You believed in sustainability once; do you now?

I think that word has gotten overused, like “gourmet” or “adventure” or “green.” You hear it all the time: sustainable this, sustainable that. And it’s not. Any economic endeavor is going to cause waste and heat and pollution. It’s just consuming and discarding, and the whole economic system is based on that. It’s a finite world, but you won’t find any economists who will tell you that. We’re in a recession, and the government tells us to buy more, and that’s the reason we’re in trouble.

We have to get away from a system solely based on consuming. You can imagine what will happen if we do -- there’s going to be a rough glitch for a while.

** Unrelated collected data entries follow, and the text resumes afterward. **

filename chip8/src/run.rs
use std::fs::File;
use std::io::BufReader;
use std::time::{Duration, Instant};

use anyhow::{Context, Result};
use sdl2::event::Event;
use sdl2::keyboard::Keycode;

use chip8_core::constants::FRAMES_PER_SECOND;
use chip8_core::Chip8;
use chip8_display::Display;

use crate::keymap::keymap;
use crate::Args;

pub fn run(args: Args) -> Result<()> {
    let mut chip8 = match args.seed {
        Some(seed) => Chip8::with_seed(args.target, seed),
        None => Chip8::new(args.target),
    };

    // Load ROM
    let file = File::open(&args.rom)
        .with_context(|| format!("unable to open ROM {}", args.rom.display()))?;
    let mut reader = BufReader::new(file);
    chip8
        .load_program(&mut reader)
        .with_context(|| format!("unable to load ROM {}", args.rom.display()))?;

    // Get SDL2 context
    let sdl = sdl2::init().map_err(anyhow::Error::msg)?;
    let title = format!("Chip-8 ({})", chip8.target());
    let mut display = Display::new(&sdl, &title, args.scale).map_err(anyhow::Error::msg)?;
    let mut events = sdl.event_pump().map_err(anyhow::Error::msg)?;

    log::info!(
        "running {} at {} cycles per frame",
        chip8.target(),
        args.cycles
    );

    let frame_time = Duration::from_secs(1) / FRAMES_PER_SECOND;

    'event: loop {
        let frame_start = Instant::now();

        // Handle input
        for event in events.poll_iter() {
            match event {
                Event::Quit { .. }
                | Event::KeyDown {
                    keycode: Some(Keycode::Escape),
                    ..
                } => break 'event,
                Event::KeyDown {
                    keycode: Some(key), ..
                } => {
                    if let Some(kc) = keymap(key) {
                        chip8.set_key(kc, true)?;
                    }
                }
                Event::KeyUp {
                    keycode: Some(key), ..
                } => {
                    if let Some(kc) = keymap(key) {
                        chip8.set_key(kc, false)?;
                    }
                }
                _ => continue,
            };
        }

        // Update state
        chip8.run_cycles(args.cycles)?;
        if chip8.tick_timers() {
            log::trace!("beep");
        }

        // If the frame changed, render it
        if let Some(frame) = chip8.take_frame() {
            display.render(frame).map_err(anyhow::Error::msg)?;
        }

        if chip8.has_exited() {
            log::info!("program exited");
            break;
        }

        // Handle timing
        let elapsed = frame_start.elapsed();
        if frame_time > elapsed {
            std::thread::sleep(frame_time - elapsed);
        }
    }

    Ok(())
}
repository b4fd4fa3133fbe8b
use sdl2::keyboard::Keycode;

/// # Keymap
/// Chip-8 input is generated with a hexadecimal keypad.
///
/// This original layout is mapped to the left 4 alphanumeric columns.
/// ```text
/// |1|2|3|C|      |1|2|3|4|
/// |4|5|6|D|  ->  |Q|W|E|R|
/// |7|8|9|E|  ->  |A|S|D|F|
/// |A|0|B|F|      |Z|X|C|V|
/// ```
pub fn keymap(key: Keycode) -> Option<u8> {
    match key {
        Keycode::X => Some(0x0),
        Keycode::Num1 => Some(0x1),
        Keycode::Num2 => Some(0x2),
        Keycode::Num3 => Some(0x3),
        Keycode::Q => Some(0x4),
        Keycode::W => Some(0x5),
        Keycode::E => Some(0x6),
        Keycode::A => Some(0x7),
        Keycode::S => Some(0x8),
        Keycode::D => Some(0x9),
        Keycode::Z => Some(0xA),
        Keycode::C => Some(0xB),
        Keycode::Num4 => Some(0xC),
        Keycode::R => Some(0xD),
        Keycode::F => Some(0xE),
        Keycode::V => Some(0xF),
        _ => None,
    }
}
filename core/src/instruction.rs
use crate::error::Fault;
use crate::opcode::Opcode;
use crate::operations::*;
use crate::state::State;

/// An operation handler; runs with the pc already past the opcode
pub type Operation = fn(op: &dyn Opcode, state: &mut State) -> Result<(), Fault>;

/// Selects the correct Instruction for a given Opcode
///
/// Words that encode nothing map to `null`, which faults when executed.
pub fn from_op(op: &dyn Opcode) -> Operation {
    match op.nibbles() {
        (0x0, 0x0, 0xC, _) => scrd,
        (0x0, 0x0, 0xD, _) => scru,
        (0x0, 0x0, 0xE, 0x0) => clr,
        (0x0, 0x0, 0xE, 0xE) => rts,
        (0x0, 0x0, 0xF, 0xB) => scrr,
        (0x0, 0x0, 0xF, 0xC) => scrl,
        (0x0, 0x0, 0xF, 0xD) => exit,
        (0x0, 0x0, 0xF, 0xE) => lores,
        (0x0, 0x0, 0xF, 0xF) => hires,
        (0x1, ..) => jump,
        (0x2, ..) => call,
        (0x3, ..) => ske,
        (0x4, ..) => skne,
        (0x5, .., 0x0) => skre,
        (0x5, .., 0x2) => savesub,
        (0x5, .., 0x3) => loadsub,
        (0x6, ..) => load,
        (0x7, ..) => add,
        (0x8, .., 0x0) => mv,
        (0x8, .., 0x1) => or,
        (0x8, .., 0x2) => and,
        (0x8, .., 0x3) => xor,
        (0x8, .., 0x4) => addr,
        (0x8, .., 0x5) => sub,
        (0x8, .., 0x6) => shr,
        (0x8, .., 0x7) => subn,
        (0x8, .., 0xE) => shl,
        (0x9, .., 0x0) => skrne,
        (0xA, ..) => loadi,
        (0xB, ..) => jumpi,
        (0xC, ..) => rand,
        (0xD, ..) => draw,
        (0xE, .., 0x9, 0xE) => skpr,
        (0xE, .., 0xA, 0x1) => skup,
        (0xF, 0x0, 0x0, 0x0) => loadl,
        (0xF, _, 0x0, 0x1) => plane,
        (0xF, 0x0, 0x0, 0x2) => audio,
        (0xF, .., 0x0, 0x7) => moved,
        (0xF, .., 0x0, 0xA) => keyd,
        (0xF, .., 0x1, 0x5) => loads,
        (0xF, .., 0x1, 0x8) => ld,
        (0xF, .., 0x1, 0xE) => addi,
        (0xF, .., 0x2, 0x9) => ldspr,
        (0xF, .., 0x3, 0x0) => ldbig,
        (0xF, .., 0x3, 0x3) => bcd,
        (0xF, .., 0x3, 0xA) => pitch,
        (0xF, .., 0x5, 0x5) => stor,
        (0xF, .., 0x6, 0x5) => read,
        (0xF, .., 0x7, 0x5) => srpl,
        (0xF, .., 0x8, 0x5) => lrpl,
        _ => null,
    }
}
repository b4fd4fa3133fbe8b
/// # Timers
/// Delay and sound counters, decremented at the host's frame rate rather than per instruction.
#[derive(Debug, Default, Clone, Copy, PartialEq, Eq)]
pub struct Timers {
    pub delay: u8,
    pub sound: u8,
}

impl Timers {
    /// Advances both timers by one frame.
    ///
    /// Returns whether the sound timer was running, i.e. whether a tone should play this frame.
    pub fn tick(&mut self) -> bool {
        if self.delay > 0 {
            self.delay -= 1;
        }

        if self.sound > 0 {
            self.sound -= 1;
            true
        } else {
            false
        }
    }

    pub fn reset(&mut self) {
        *self = Timers::default();
    }
}
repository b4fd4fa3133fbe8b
pub use chip8::Chip8;
pub use error::{Chip8Error, Fault, Result};
pub use frame_buffer::{DisplayMode, FrameBuffer, Plane};
pub use target::{Quirks, Target};

mod chip8;
pub mod constants;
mod error;
pub mod frame_buffer;
mod instruction;
pub mod memory;
mod opcode;
mod operations;
pub mod stack;
pub mod state;
mod target;
pub mod timers;
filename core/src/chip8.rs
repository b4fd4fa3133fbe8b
use std::io::Read;

use crate::error::{Chip8Error, Result};
use crate::frame_buffer::FrameBuffer;
use crate::instruction::from_op;
use crate::state::State;
use crate::target::{Quirks, Target};

/// # Chip-8
/// Chip-8 is a virtual machine and corresponding interpreted language.
///
/// Tracks the current `state` of one of the three machine variants.
///
/// Supplies interfaces for:
/// - loading programs
/// - pressing and releasing keys
/// - advancing the CPU a number of cycles
/// - advancing its timers once per frame
/// - inspecting its frame buffer for rendering by some display
pub struct Chip8 {
    state: State,
}

impl Chip8 {
    pub fn new(target: Target) -> Self {
        Chip8 {
            state: State::new(target),
        }
    }

    /// A machine whose random numbers are reproducible across runs
    pub fn with_seed(target: Target, seed: u64) -> Self {
        Chip8 {
            state: State::with_seed(target, seed),
        }
    }

    /// Replace the quirks the target would have picked
    pub fn with_quirks(mut self, quirks: Quirks) -> Self {
        self.state.quirks = quirks;
        self
    }

    pub fn target(&self) -> Target {
        self.state.target
    }

    pub fn quirks(&self) -> Quirks {
        self.state.quirks
    }

    /// Back to power-on; any loaded program is gone
    pub fn reset(&mut self) {
        log::info!("resetting {} interpreter", self.state.target);
        self.state.reset();
    }

    /// Load a program from a source file
    ///
    /// # Arguments
    /// * `reader` a reader over the raw program image
    pub fn load_program(&mut self, reader: &mut dyn Read) -> Result<usize> {
        let size = self.state.memory.load_program(reader)?;
        log::info!("loaded {} byte program", size);
        Ok(size)
    }

    /// Set the pressed status of a key
    ///
    /// # Arguments
    /// * `key` the keypad index, 0x0..=0xF
    /// * `pressed` whether it is now held down
    pub fn set_key(&mut self, key: u8, pressed: bool) -> Result<()> {
        let slot = self
            .state
            .keys
            .get_mut(usize::from(key))
            .ok_or(Chip8Error::InvalidKey(key))?;
        *slot = pressed;
        Ok(())
    }

    /// Advances the CPU by a single cycle
    /// - gets the opcode at the pc and moves the pc past it
    /// - executes the opcode
    ///
    /// Does nothing once the program has asked to exit.
    pub fn step(&mut self) -> Result<()> {
        if self.state.exited {
            return Ok(());
        }

        let pc = self.state.pc;
        let op = self
            .state
            .memory
            .read_word(usize::from(pc))
            .map_err(|_| Chip8Error::ProgramCounterOutOfBounds { pc })?;
        log::trace!(
            "{:04X} v{:02X?} i{:04X} pc{:04X}",
            op,
            self.state.v,
            self.state.i,
            pc
        );

        self.state.pc = pc.wrapping_add(2);
        from_op(&op)(&op, &mut self.state).map_err(|fault| Chip8Error::Execution {
            opcode: op,
            pc,
            fault,
        })
    }

    /// Executes `cycles` instructions, stopping early on an exit request
    pub fn run_cycles(&mut self, cycles: u32) -> Result<()> {
        for _ in 0..cycles {
            if self.state.exited {
                break;
            }
            self.step()?;
        }
        Ok(())
    }

    /// Decrements both timers; call once per frame
    ///
    /// Returns true while the sound timer is running.
    pub fn tick_timers(&mut self) -> bool {
        self.state.timers.tick()
    }

    /// Returns the FrameBuffer if the display should be redrawn, marking it as drawn
    pub fn take_frame(&mut self) -> Option<&FrameBuffer> {
        if self.state.frame_buffer.is_dirty() {
            self.state.frame_buffer.mark_clean();
            Some(&self.state.frame_buffer)
        } else {
            None
        }
    }

    pub fn frame_buffer(&self) -> &FrameBuffer {
        &self.state.frame_buffer
    }

    /// Whether the program executed 00FD
    pub fn has_exited(&self) -> bool {
        self.state.exited
    }

    pub fn state(&self) -> &State {
        &self.state
    }
}
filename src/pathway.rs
//! Pathway functions: how technology costs, fleet size and the emissions cap evolve over time.
//!
//! All of these are pure functions of the configuration and a year.
use crate::error::PlanningError;
use anyhow::Result;
use serde::Deserialize;
use strum::{Display, EnumString};

/// The emissions limit used when no emissions pathway applies.
///
/// This is a large finite number rather than infinity so that arithmetic on it stays well-defined.
pub const UNBOUNDED_EMISSIONS_LIMIT: f64 = 1e15;

/// Default assumption for the energy a single vehicle consumes per year (kWh)
pub const DEFAULT_ENERGY_PER_VEHICLE_KWH: f64 = 15_000.0;

/// Check that `year` is not before `base_year`, returning the number of elapsed years
fn years_elapsed(model: &str, year: u32, base_year: u32) -> Result<u32> {
    if year < base_year {
        Err(PlanningError::Domain {
            model: model.to_string(),
            year,
            base_year,
        })?;
    }

    Ok(year - base_year)
}

/// Exponential decline of a technology's unit cost
#[derive(Debug, Clone, PartialEq, Deserialize)]
#[serde(deny_unknown_fields)]
pub struct TechCostModel {
    /// The year in which the unit cost equals `base_cost`
    pub base_year: u32,
    /// Unit cost in the base year (currency per W or per Wh)
    pub base_cost: f64,
    /// Fraction by which the cost falls each year
    pub annual_decline_rate: f64,
}

impl TechCostModel {
    /// The unit cost in the given year: `base_cost * (1 - decline_rate)^(year - base_year)`
    pub fn unit_cost(&self, year: u32) -> Result<f64> {
        let elapsed = years_elapsed("technology cost", year, self.base_year)?;
        Ok(self.base_cost * (1.0 - self.annual_decline_rate).powi(elapsed as i32))
    }
}

/// Exponential growth of the vehicle fleet
#[derive(Debug, Clone, PartialEq, Deserialize)]
#[serde(deny_unknown_fields)]
pub struct DemandModel {
    /// The year in which the fleet has `base_fleet_size` vehicles
    pub base_year: u32,
    /// Number of vehicles in the base year
    pub base_fleet_size: u32,
    /// Fractional growth of the fleet per year
    pub annual_growth_rate: f64,
    /// Assumed energy demand of one vehicle over a year (kWh)
    #[serde(default = "default_energy_per_vehicle")]
    pub energy_per_vehicle_kwh: f64,
}

fn default_energy_per_vehicle() -> f64 {
    DEFAULT_ENERGY_PER_VEHICLE_KWH
}

impl DemandModel {
    /// The number of vehicles in the given year, rounded down
    pub fn fleet_size(&self, year: u32) -> Result<u32> {
        let elapsed = years_elapsed("fleet demand", year, self.base_year)?;
        let size =
            f64::from(self.base_fleet_size) * (1.0 + self.annual_growth_rate).powi(elapsed as i32);
        Ok(size.floor() as u32)
    }

    /// The ratio of the fleet size in `year` to the base fleet size.
    ///
    /// This is computed from the rounded fleet size so that everything scaled with the fleet
    /// (e.g. annual consumption) stays consistent with the number of vehicles.
    pub fn growth_factor(&self, year: u32) -> Result<f64> {
        Ok(f64::from(self.fleet_size(year)?) / f64::from(self.base_fleet_size))
    }
}

/// The policy which determines the emissions cap in each year
#[derive(Debug, Clone, Copy, PartialEq, Eq, Display, EnumString)]
#[strum(serialize_all = "snake_case")]
pub enum EmissionsPathway {
    /// No emissions cap
    None,
    /// Linear interpolation between a base and final limit
    Linear,
    /// A fixed fraction of the base limit is removed each year, down to net zero
    ScienceBased,
}

/// Evolution of the emissions cap
#[derive(Debug, Clone, PartialEq)]
pub struct EmissionsModel {
    /// Pathway policy
    pub pathway: EmissionsPathway,
    /// First year of the pathway
    pub base_year: u32,
    /// Emissions limit in the base year (kg)
    pub base_limit_kg: f64,
    /// Year in which the final limit is reached (linear pathway)
    pub final_year: u32,
    /// Emissions limit in the final year (kg)
    pub final_limit_kg: f64,
    /// Fraction of the base limit removed per year (science-based pathway)
    pub annual_reduction_rate: Option<f64>,
}

impl EmissionsModel {
    /// The emissions limit (kg) for the given year.
    ///
    /// Returns [`UNBOUNDED_EMISSIONS_LIMIT`] if there is no pathway.
    pub fn limit(&self, year: u32) -> Result<f64> {
        let limit = match self.pathway {
            EmissionsPathway::None => UNBOUNDED_EMISSIONS_LIMIT,
            EmissionsPathway::Linear => self.linear_limit(year),
            EmissionsPathway::ScienceBased => {
                let Some(rate) = self.annual_reduction_rate else {
                    return Err(PlanningError::Config(
                        "annual_reduction_rate must be set for the science_based pathway".into(),
                    )
                    .into());
                };
                self.science_based_limit(year, rate)
            }
        };

        Ok(limit)
    }

    fn linear_limit(&self, year: u32) -> f64 {
        if year <= self.base_year {
            return self.base_limit_kg;
        }
        if year >= self.final_year {
            return self.final_limit_kg;
        }

        let fraction =
            f64::from(year - self.base_year) / f64::from(self.final_year - self.base_year);
        self.base_limit_kg + fraction * (self.final_limit_kg - self.base_limit_kg)
    }

    fn science_based_limit(&self, year: u32, rate: f64) -> f64 {
        if year <= self.base_year {
            return self.base_limit_kg;
        }

        let elapsed = f64::from(year - self.base_year);
        (self.base_limit_kg * (1.0 - rate * elapsed)).max(0.0)
    }
}

/// The factor by which values in `year` are discounted back to `first_year`.
///
/// This is `(1 + wacc)^-(year - first_year)`.
pub fn discount_factor(wacc: f64, first_year: u32, year: u32) -> f64 {
    let exponent = i64::from(year) - i64::from(first_year);
    (1.0 + wacc).powi(-(exponent as i32))
}

#[cfg(test)]
mod tests {
    use super::*;
    use float_cmp::assert_approx_eq;
    use proptest::prelude::*;
    use rstest::{fixture, rstest};

    #[fixture]
    fn pv_cost() -> TechCostModel {
        TechCostModel {
            base_year: 2025,
            base_cost: 1.0,
            annual_decline_rate: 0.05,
        }
    }

    #[fixture]
    fn demand() -> DemandModel {
        DemandModel {
            base_year: 2025,
            base_fleet_size: 10,
            annual_growth_rate: 0.1,
            energy_per_vehicle_kwh: DEFAULT_ENERGY_PER_VEHICLE_KWH,
        }
    }

    fn emissions(pathway: EmissionsPathway, rate: Option<f64>) -> EmissionsModel {
        EmissionsModel {
            pathway,
            base_year: 2025,
            base_limit_kg: 500.0,
            final_year: 2050,
            final_limit_kg: 100.0,
            annual_reduction_rate: rate,
        }
    }

    #[rstest]
    #[case(2025, 1.0)]
    #[case(2030, 0.773_780_937_5)]
    #[case(2050, 0.277_389_573_122)]
    fn test_unit_cost(pv_cost: TechCostModel, #[case] year: u32, #[case] expected: f64) {
        assert_approx_eq!(f64, pv_cost.unit_cost(year).unwrap(), expected, epsilon = 1e-9);
    }

    #[rstest]
    fn test_unit_cost_before_base_year(pv_cost: TechCostModel) {
        let err = pv_cost.unit_cost(2024).unwrap_err();
        assert!(matches!(
            err.downcast_ref::<PlanningError>(),
            Some(PlanningError::Domain {
                year: 2024,
                base_year: 2025,
                ..
            })
        ));
    }

    #[rstest]
    #[case(2025, 10)]
    #[case(2030, 16)] // floor(10 * 1.1^5) = floor(16.1051)
    #[case(2050, 108)] // floor(10 * 1.1^25) = floor(108.347)
    fn test_fleet_size(demand: DemandModel, #[case] year: u32, #[case] expected: u32) {
        assert_eq!(demand.fleet_size(year).unwrap(), expected);
    }

    #[rstest]
    fn test_fleet_size_before_base_year(demand: DemandModel) {
        assert!(demand.fleet_size(2020).is_err());
    }

    #[rstest]
    fn test_growth_factor(demand: DemandModel) {
        assert_approx_eq!(f64, demand.growth_factor(2025).unwrap(), 1.0);
        assert_approx_eq!(f64, demand.growth_factor(2030).unwrap(), 1.6);
    }

    #[test]
    fn test_no_pathway() {
        let model = emissions(EmissionsPathway::None, None);
        assert_eq!(model.limit(2030).unwrap(), UNBOUNDED_EMISSIONS_LIMIT);
    }

    #[rstest]
    #[case(2020, 500.0)] // clamped before base year
    #[case(2025, 500.0)]
    #[case(2030, 420.0)]
    #[case(2050, 100.0)]
    #[case(2060, 100.0)] // clamped after final year
    fn test_linear_pathway(#[case] year: u32, #[case] expected: f64) {
        let model = emissions(EmissionsPathway::Linear, None);
        assert_approx_eq!(f64, model.limit(year).unwrap(), expected, epsilon = 1e-9);
    }

    #[rstest]
    #[case(2025, 500.0)]
    #[case(2030, 395.0)] // 500 * (1 - 0.042 * 5)
    #[case(2045, 80.0)] // 500 * (1 - 0.042 * 20)
    #[case(2050, 0.0)] // floored at net zero
    fn test_science_based_pathway(#[case] year: u32, #[case] expected: f64) {
        let model = emissions(EmissionsPathway::ScienceBased, Some(0.042));
        assert_approx_eq!(f64, model.limit(year).unwrap(), expected, epsilon = 1e-9);
    }

    #[test]
    fn test_science_based_pathway_missing_rate() {
        let model = emissions(EmissionsPathway::ScienceBased, None);
        let err = model.limit(2030).unwrap_err();
        assert!(matches!(
            err.downcast_ref::<PlanningError>(),
            Some(PlanningError::Config(_))
        ));
    }

    #[rstest]
    #[case("none", EmissionsPathway::None)]
    #[case("linear", EmissionsPathway::Linear)]
    #[case("science_based", EmissionsPathway::ScienceBased)]
    fn test_pathway_from_str(#[case] input: &str, #[case] expected: EmissionsPathway) {
        assert_eq!(input.parse::<EmissionsPathway>().unwrap(), expected);
        assert_eq!(expected.to_string(), input);
    }

    #[test]
    fn test_pathway_from_str_unknown() {
        assert!("exponential".parse::<EmissionsPathway>().is_err());
    }

    #[rstest]
    #[case(2025, 1.0)]
    #[case(2030, 0.680_583_197)]
    #[case(2035, 0.463_193_488)]
    fn test_discount_factor(#[case] year: u32, #[case] expected: f64) {
        assert_approx_eq!(
            f64,
            discount_factor(0.08, 2025, year),
            expected,
            epsilon = 1e-9
        );
    }

    proptest! {
        #[test]
        fn prop_unit_cost_non_increasing(
            base_cost in 0.0f64..1000.0,
            rate in 0.001f64..0.99,
            offset in 0u32..60,
        ) {
            let model = TechCostModel { base_year: 2025, base_cost, annual_decline_rate: rate };
            prop_assert_eq!(model.unit_cost(2025).unwrap(), base_cost);
            let c1 = model.unit_cost(2025 + offset).unwrap();
            let c2 = model.unit_cost(2026 + offset).unwrap();
            prop_assert!(c2 <= c1);
        }

        #[test]
        fn prop_fleet_size_non_decreasing(
            base in 1u32..500,
            rate in 0.0f64..0.3,
            offset in 0u32..30,
        ) {
            let model = DemandModel {
                base_year: 2025,
                base_fleet_size: base,
                annual_growth_rate: rate,
                energy_per_vehicle_kwh: DEFAULT_ENERGY_PER_VEHICLE_KWH,
            };
            prop_assert_eq!(model.fleet_size(2025).unwrap(), base);
            let n1 = model.fleet_size(2025 + offset).unwrap();
            let n2 = model.fleet_size(2026 + offset).unwrap();
            prop_assert!(n2 >= n1);
        }

        #[test]
        fn prop_linear_pathway_monotonic(
            base_limit in 0.0f64..1e6,
            final_limit in 0.0f64..1e6,
            y1 in 2026u32..2049,
            gap in 1u32..24,
        ) {
            let model = EmissionsModel {
                pathway: EmissionsPathway::Linear,
                base_year: 2025,
                base_limit_kg: base_limit,
                final_year: 2050,
                final_limit_kg: final_limit,
                annual_reduction_rate: None,
            };
            let y2 = (y1 + gap).min(2049);
            prop_assert_eq!(model.limit(2025).unwrap(), base_limit);
            prop_assert_eq!(model.limit(2050).unwrap(), final_limit);
            let l1 = model.limit(y1).unwrap();
            let l2 = model.limit(y2).unwrap();
            if final_limit >= base_limit {
                prop_assert!(l2 >= l1);
            } else {
                prop_assert!(l2 <= l1);
            }
        }

        #[test]
        fn prop_science_based_never_negative(
            base_limit in 0.0f64..1e6,
            rate in 0.0f64..1.0,
            offset in 0u32..100,
        ) {
            let model = EmissionsModel {
                pathway: EmissionsPathway::ScienceBased,
                base_year: 2025,
                base_limit_kg: base_limit,
                final_year: 2050,
                final_limit_kg: 0.0,
                annual_reduction_rate: Some(rate),
            };
            prop_assert_eq!(model.limit(2025).unwrap(), base_limit);
            prop_assert!(model.limit(2025 + offset).unwrap() >= 0.0);
        }
    }
}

Rough to wean ourselves off consumerism?

Yes, absolutely.

[Here’s] what [Patagonia is] doing in the next year. We’re asking our customers to think twice before they buy one of our jackets: Do you really need it, or are you just bored and you want it? And then if you do buy from us instead of Columbia or North Face or whatever, thank you. And if it breaks down, we promise we’ll fix it. If you’re bored with it or your kid has outgrown it, we’re doing a partnership with EBay and we’ll help you sell it. You can pocket the money or give it to [any of] five different environmental organizations. When it’s finally worn out, give it back to us and we promise to recycle it into more clothing. We’re going to take responsibility for our product.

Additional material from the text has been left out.